Tag:Joe Maddon
Posted on: May 12, 2010 8:10 pm

Two Billmeyer friends amused by accusations

ANAHEIM, Calif. -- As word of Phillies bullpen coach Mick Billmeyer getting busted with binoculars and allegedly stealing signs boomeranged around the game Wednesday, two men who worked with Billmeyer a decade ago found the idea of Billmeyer doing such a dastardly deed laughable.

"I hate to throw him under the bus but, knowing him, I'm sure it had nothing to do with signs," said Tampa Bay manager Joe Maddon, who, during his 31 years in the Angels' organization, became friends with Billmeyer (who was the Angels' bullpen/workout coordinator from 1994-1999).

"I'd bet on it.

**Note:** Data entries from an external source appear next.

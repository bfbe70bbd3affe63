pub mod text;

pub use text::render_screen;
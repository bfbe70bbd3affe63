//! Processors: ABIs, /proc/cpuinfo and cpufreq.

use crate::error::{ResolveError, ResolveResult};
use crate::modules::{Module, segment};
use crate::platform::Platform;
use crate::resource::{Card, Identifier, Item, Resource, Screen, Text, Value};

use std::collections::BTreeSet;
use std::sync::Arc;

pub struct CpuModule {
    platform: Arc<Platform>,
}

/// One `/proc/cpuinfo` block, fields in file order.
type CpuinfoBlock = Vec<(String, String)>;

impl CpuModule {
    pub fn new(platform: Arc<Platform>) -> Self {
        Self { platform }
    }

    fn root(&self, identifier: &Identifier) -> ResolveResult<Screen> {
        let abis: Vec<String> = match self.platform.prop("ro.product.cpu.abilist") {
            Some(list) => list.split(',').map(|s| s.trim().to_string()).collect(),
            None => self.platform.prop("ro.product.cpu.abi").into_iter().collect(),
        };
        let hardware = self
            .cpuinfo()?
            .iter()
            .flatten()
            .find(|(k, _)| k == "Hardware")
            .map(|(_, v)| v.clone());
        let processors = self.online()?;

        Ok(Screen::card_list(
            identifier.clone(),
            self.name(),
            vec![
                Card::new(
                    "abi",
                    Text::key("cpu_abi"),
                    vec![Item::new("supported_abis", Text::key("cpu_supported_abis")).value(abis)],
                ),
                Card::new(
                    "general",
                    Text::key("cpu_general"),
                    vec![
                        Item::new("hardware", Text::key("cpu_hardware")).maybe_value(hardware),
                        Item::new("processors", Text::key("cpu_processors"))
                            .value(processors.len() as u64)
                            .navigate_to(identifier / "processors"),
                    ],
                ),
            ],
        ))
    }

    fn processors(&self, identifier: &Identifier) -> ResolveResult<Screen> {
        let items = self
            .online()?
            .into_iter()
            .map(|n| {
                let freq = self.khz(n, "scaling_cur_freq");
                Item::new(n.to_string(), Text::key_with("cpu_processor_title", [n]))
                    .maybe_value(freq.map(Value::frequency))
                    .navigate_to(identifier / n.to_string())
            })
            .collect();
        Ok(Screen::item_list(identifier.clone(), Text::key("cpu_processors"), items))
    }

    fn processor(&self, identifier: &Identifier, n: u32) -> ResolveResult<Screen> {
        if !self.online()?.contains(&n) {
            return Err(ResolveError::NotFound);
        }

        let wanted = n.to_string();
        let fields = self
            .cpuinfo()?
            .into_iter()
            .find(|block| block.iter().any(|(k, v)| k == "processor" && *v == wanted))
            .unwrap_or_default();
        let cpuinfo = fields
            .into_iter()
            .filter(|(k, _)| k != "processor")
            .map(|(k, v)| Item::new(field_name(&k), Text::literal(k)).value(v))
            .collect();

        let cpufreq = vec![
            Item::new("current", Text::key("cpu_freq_current"))
                .maybe_value(self.khz(n, "scaling_cur_freq").map(Value::frequency)),
            Item::new("min", Text::key("cpu_freq_min"))
                .maybe_value(self.khz(n, "cpuinfo_min_freq").map(Value::frequency)),
            Item::new("max", Text::key("cpu_freq_max"))
                .maybe_value(self.khz(n, "cpuinfo_max_freq").map(Value::frequency)),
            Item::new("governor", Text::key("cpu_governor")).maybe_value(
                self.platform
                    .attr(&format!("/sys/devices/system/cpu/cpu{}/cpufreq/scaling_governor", n)),
            ),
        ];

        Ok(Screen::card_list(
            identifier.clone(),
            Text::key_with("cpu_processor_title", [n]),
            vec![
                Card::new("cpuinfo", Text::literal("cpuinfo"), cpuinfo),
                Card::new("cpufreq", Text::key("cpu_cpufreq"), cpufreq),
            ],
        ))
    }

    /// cpufreq attributes are in kHz.
    fn khz(&self, n: u32, attr: &str) -> Option<u64> {
        self.platform
            .attr_parse::<u64>(&format!("/sys/devices/system/cpu/cpu{}/cpufreq/{}", n, attr))
            .map(|khz| khz.saturating_mul(1000))
    }

    fn cpuinfo(&self) -> ResolveResult<Vec<CpuinfoBlock>> {
        match self.platform.read("/proc/cpuinfo") {
            Ok(text) => Ok(parse_cpuinfo(&text)),
            Err(ResolveError::NotFound) => Ok(Vec::new()),
            Err(e) => Err(e),
        }
    }

    /// Online processors, from the kernel's range list or the cpuN directories.
    fn online(&self) -> ResolveResult<BTreeSet<u32>> {
        if let Some(list) = self.platform.attr("/sys/devices/system/cpu/online") {
            return parse_cpu_list(&list);
        }
        match self.platform.list_dir("/sys/devices/system/cpu") {
            Ok(names) => Ok(names
                .iter()
                .filter_map(|name| name.strip_prefix("cpu")?.parse().ok())
                .collect()),
            Err(ResolveError::NotFound) => Ok(BTreeSet::new()),
            Err(e) => Err(e),
        }
    }
}

impl Module for CpuModule {
    fn id(&self) -> &str {
        "cpu"
    }

    fn name(&self) -> Text {
        Text::key("cpu")
    }

    fn description(&self) -> Text {
        Text::key("cpu_description")
    }

    fn resolve(&self, identifier: &Identifier) -> ResolveResult<Resource> {
        let screen = match (segment(identifier, 0), segment(identifier, 1), identifier.path.len()) {
            (None, _, _) => self.root(identifier)?,
            (Some("processors"), None, _) => self.processors(identifier)?,
            (Some("processors"), Some(n), 2) => {
                let n = n.parse().map_err(|_| ResolveError::NotFound)?;
                self.processor(identifier, n)?
            }
            _ => return Err(ResolveError::NotFound),
        };
        Ok(screen.into())
    }
}

/// Split `/proc/cpuinfo` into blank-line separated blocks of `key : value`.
fn parse_cpuinfo(text: &str) -> Vec<CpuinfoBlock> {
    let mut blocks = Vec::new();
    let mut current = CpuinfoBlock::new();
    for line in text.lines() {
        if line.trim().is_empty() {
            if !current.is_empty() {
                blocks.push(std::mem::take(&mut current));
            }
            continue;
        }
        if let Some((key, value)) = line.split_once(':') {
            current.push((key.trim().to_string(), value.trim().to_string()));
        }
    }
    if !current.is_empty() {
        blocks.push(current);
    }
    blocks
}

/// Parse a kernel cpu list such as "0-3,6".
fn parse_cpu_list(list: &str) -> ResolveResult<BTreeSet<u32>> {
    let malformed = || ResolveError::Deserialization(format!("invalid cpu list: {:?}", list));
    let mut out = BTreeSet::new();
    for part in list.split(',').map(str::trim).filter(|p| !p.is_empty()) {
        match part.split_once('-') {
            Some((lo, hi)) => {
                let lo: u32 = lo.parse().map_err(|_| malformed())?;
                let hi: u32 = hi.parse().map_err(|_| malformed())?;
                if lo > hi {
                    return Err(malformed());
                }
                out.extend(lo..=hi);
            }
            None => {
                out.insert(part.parse().map_err(|_| malformed())?);
            }
        }
    }
    Ok(out)
}

/// "cpu MHz" => "cpu_mhz".
fn field_name(key: &str) -> String {
    key.trim().to_lowercase().replace(' ', "_")
}

#[cfg(test)]
mod tests {
    use super::*;
    use crate::modules::testing::{platform, screen, shown, write};
    use pretty_assertions::assert_eq;

    const CPUINFO: &str = "processor\t: 0\nBogoMIPS\t: 38.40\nCPU part\t: 0xd05\n\n\
                           processor\t: 1\nBogoMIPS\t: 38.40\nCPU part\t: 0xd0d\n\n\
                           Hardware\t: Qualcomm Technologies, Inc SM8250\n";

    fn fixture() -> tempfile::TempDir {
        let dir = tempfile::tempdir().unwrap();
        write(dir.path(), "/proc/cpuinfo", CPUINFO);
        write(dir.path(), "/sys/devices/system/cpu/online", "0-1\n");
        write(dir.path(), "/sys/devices/system/cpu/cpu1/cpufreq/scaling_cur_freq", "1804800\n");
        write(dir.path(), "/sys/devices/system/cpu/cpu1/cpufreq/scaling_governor", "schedutil\n");
        write(dir.path(), "/system/build.prop", "ro.product.cpu.abilist=arm64-v8a,armeabi-v7a\n");
        dir
    }

    #[test]
    fn parses_cpu_lists() {
        assert_eq!(
            parse_cpu_list("0-3,6").unwrap().into_iter().collect::<Vec<_>>(),
            vec![0, 1, 2, 3, 6]
        );
        assert_eq!(parse_cpu_list("0").unwrap().len(), 1);
        assert_eq!(parse_cpu_list("3-1").unwrap_err().code(), "DESERIALIZATION");
    }

    #[test]
    fn root_links_processors() {
        let dir = fixture();
        let module = CpuModule::new(platform(dir.path()));
        let root = Identifier::module_root("cpu");
        let screen = screen(module.resolve(&root).unwrap());

        assert_eq!(shown(&screen, "supported_abis").as_deref(), Some("arm64-v8a, armeabi-v7a"));
        assert_eq!(
            shown(&screen, "hardware").as_deref(),
            Some("Qualcomm Technologies, Inc SM8250")
        );
        assert_eq!(screen.links(), vec![&(&root / "processors")]);
    }

    #[test]
    fn processor_reads_cpuinfo_block_and_cpufreq() {
        let dir = fixture();
        let module = CpuModule::new(platform(dir.path()));
        let id = &(&Identifier::module_root("cpu") / "processors") / "1";
        let screen = screen(module.resolve(&id).unwrap());

        assert_eq!(screen.title.render(), "CPU 1");
        assert_eq!(shown(&screen, "cpu_part").as_deref(), Some("0xd0d"));
        assert_eq!(shown(&screen, "current").as_deref(), Some("1.8 GHz"));
        assert_eq!(shown(&screen, "governor").as_deref(), Some("schedutil"));
        assert_eq!(shown(&screen, "max"), None);
    }

    #[test]
    fn offline_or_malformed_processor_is_not_found() {
        let dir = fixture();
        let module = CpuModule::new(platform(dir.path()));
        let processors = &Identifier::module_root("cpu") / "processors";
        for n in ["7", "x"] {
            assert_eq!(module.resolve(&(&processors / n)).unwrap_err(), ResolveError::NotFound);
        }
    }
}
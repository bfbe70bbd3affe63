//! Platform layer: everything modules read from the running system.
//!
//! All paths are absolute device paths ("/proc/cpuinfo") resolved under a
//! configurable root, so the same modules run on a device (root "/") and
//! against fixture trees.

pub mod permission;
pub mod props;

pub use permission::{AllowAll, FsPermissionGate, Permission, PermissionGate, PermissionState};
pub use props::{Properties, PropertySource};

use crate::error::{ResolveError, ResolveResult};

use std::fs;
use std::io::ErrorKind;
use std::path::{Path, PathBuf};
use std::sync::OnceLock;

pub struct Platform {
    root: PathBuf,
    props: PropertySource,
    /// Properties are read once per platform snapshot.
    props_cache: OnceLock<ResolveResult<Properties>>,
}

impl Platform {
    pub fn new(root: impl Into<PathBuf>, props: PropertySource) -> Self {
        Self {
            root: root.into(),
            props,
            props_cache: OnceLock::new(),
        }
    }

    pub fn root(&self) -> &Path {
        &self.root
    }

    pub fn path(&self, device_path: &str) -> PathBuf {
        self.root.join(device_path.trim_start_matches('/'))
    }

    pub fn read(&self, device_path: &str) -> ResolveResult<String> {
        fs::read_to_string(self.path(device_path)).map_err(|e| match e.kind() {
            ErrorKind::NotFound => ResolveError::NotFound,
            _ => ResolveError::Io(format!("{}: {}", device_path, e)),
        })
    }

    /// Trimmed file content, `None` when unreadable or empty. Used for
    /// optional sysfs attributes.
    pub fn attr(&self, device_path: &str) -> Option<String> {
        self.read(device_path)
            .ok()
            .map(|s| s.trim().to_string())
            .filter(|s| !s.is_empty())
    }

    pub fn attr_parse<T: std::str::FromStr>(&self, device_path: &str) -> Option<T> {
        self.attr(device_path).and_then(|s| s.parse().ok())
    }

    /// Entry names of a directory, numeric suffixes in number order
    /// (`thermal_zone2` before `thermal_zone10`).
    pub fn list_dir(&self, device_path: &str) -> ResolveResult<Vec<String>> {
        let entries = fs::read_dir(self.path(device_path)).map_err(|e| match e.kind() {
            ErrorKind::NotFound => ResolveError::NotFound,
            _ => ResolveError::Io(format!("{}: {}", device_path, e)),
        })?;

        let mut names = Vec::new();
        for entry in entries {
            let entry = entry.map_err(|e| ResolveError::Io(format!("{}: {}", device_path, e)))?;
            names.push(entry.file_name().to_string_lossy().into_owned());
        }
        names.sort_by(|a, b| natural_key(a).cmp(&natural_key(b)));
        Ok(names)
    }

    pub fn properties(&self) -> ResolveResult<&Properties> {
        self.props_cache
            .get_or_init(|| self.props.load(&self.root))
            .as_ref()
            .map_err(Clone::clone)
    }

    pub fn prop(&self, key: &str) -> Option<String> {
        self.properties()
            .ok()
            .and_then(|p| p.get(key))
            .filter(|v| !v.is_empty())
            .cloned()
    }
}

/// `("thermal_zone", Some(10), name)` for `thermal_zone10`.
fn natural_key(name: &str) -> (&str, Option<u64>, &str) {
    let prefix = name.trim_end_matches(|c: char| c.is_ascii_digit());
    (prefix, name[prefix.len()..].parse().ok(), name)
}
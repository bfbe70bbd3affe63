//! On-device diagnostics: modules read procfs, sysfs and system properties
//! into screens, and the exporter walks every screen reachable from the root
//! into a single JSON document.

pub mod config;
pub mod diagnostics;
pub mod error;
pub mod export;
pub mod modules;
pub mod platform;
pub mod render;
pub mod resource;

pub type Result<T> = anyhow::Result<T>;
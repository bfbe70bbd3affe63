use crate::resource::{Card, Item, Screen, ScreenKind};

use std::fmt::Write;

/// Render a screen for the terminal.
///
/// Example:
/// CPU
/// athena://cpu
///
/// [General]
///   Hardware: SM8250
///   Processors: 8 → athena://cpu/processors
pub fn render_screen(screen: &Screen) -> String {
    let mut out = String::new();
    out.push_str(&screen.title.render());
    out.push('\n');
    out.push_str(&screen.identifier.to_uri());
    out.push('\n');

    match &screen.kind {
        ScreenKind::ItemList(items) | ScreenKind::Dialog(items) => {
            if !items.is_empty() {
                out.push('\n');
            }
            for item in items {
                item_line(&mut out, item, "");
            }
        }
        ScreenKind::CardList(cards) => {
            for card in cards {
                card_block(&mut out, card);
            }
        }
    }
    out
}

fn card_block(out: &mut String, card: &Card) {
    let _ = write!(out, "\n[{}]", card.title);
    if let Some(target) = &card.navigate_to {
        let _ = write!(out, " → {}", target);
    }
    out.push('\n');
    for item in &card.items {
        item_line(out, item, "  ");
    }
}

fn item_line(out: &mut String, item: &Item, indent: &str) {
    out.push_str(indent);
    out.push_str(&item.title.render());
    if let Some(value) = &item.value {
        let _ = write!(out, ": {}", value.display());
    }
    if let Some(target) = &item.navigate_to {
        let _ = write!(out, " → {}", target);
    }
    out.push('\n');
}

#[cfg(test)]
mod tests {
    use super::*;
    use crate::resource::{Identifier, Text};
    use pretty_assertions::assert_eq;

    #[test]
    fn renders_cards_with_links() {
        let id = Identifier::module_root("cpu");
        let screen = Screen::card_list(
            id.clone(),
            Text::key("cpu"),
            vec![
                Card::new(
                    "general",
                    Text::key("cpu_general"),
                    vec![
                        Item::new("hardware", Text::key("cpu_hardware")).value("SM8250"),
                        Item::new("processors", Text::key("cpu_processors"))
                            .value(8u64)
                            .navigate_to(&id / "processors"),
                    ],
                ),
                Card::new("mounts", Text::key("storage_mounts"), vec![])
                    .navigate_to(&id / "mounts"),
            ],
        );

        assert_eq!(
            render_screen(&screen),
            "CPU\nathena://cpu\n\n[General]\n  Hardware: SM8250\n  Processors: 8 → athena://cpu/processors\n\n[Mounts] → athena://cpu/mounts\n"
        );
    }

    #[test]
    fn renders_dialog_items() {
        let screen = Screen::dialog(
            Identifier::module_root("thermal"),
            Text::literal("cpu-0-0"),
            vec![
                Item::new("present", Text::literal("Present")).value(true),
                Item::new("mode", Text::key("thermal_mode")),
            ],
        );
        assert_eq!(
            render_screen(&screen),
            "cpu-0-0\nathena://thermal\n\nPresent: Yes\nMode\n"
        );
    }
}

I can say that because he's a single guy."

Across the field here Wednesday, one of Billmeyer's former roommates -- Angels pitching coach Mike Butcher -- chuckled and agreed.

"I honestly believe he was either checking out the scenery," said Butcher, who lived with Billmeyer for a time when Butcher was pitching for the Angels (1992-1995), "or checking out his own catcher.

"I know he's the catching instructor there. I wouldn't be surprised if he was bearing down on his own guy."

Evidence uncovered by the Rockies was incriminating enough that major-league baseball delivered a stern reprimand to the Phillies on Wednesday.

The Rockies noticed Billmeyer with binoculars in the Coors Field bullpen during a game earlier this week looking in at Colorado catcher Miguel Olivo from the center field bullpen with the Phillies batting in the first inning. The Rockies asked their television network to zoom in on Billmeyer, and television cameras caught him looking in at Olivo in the second.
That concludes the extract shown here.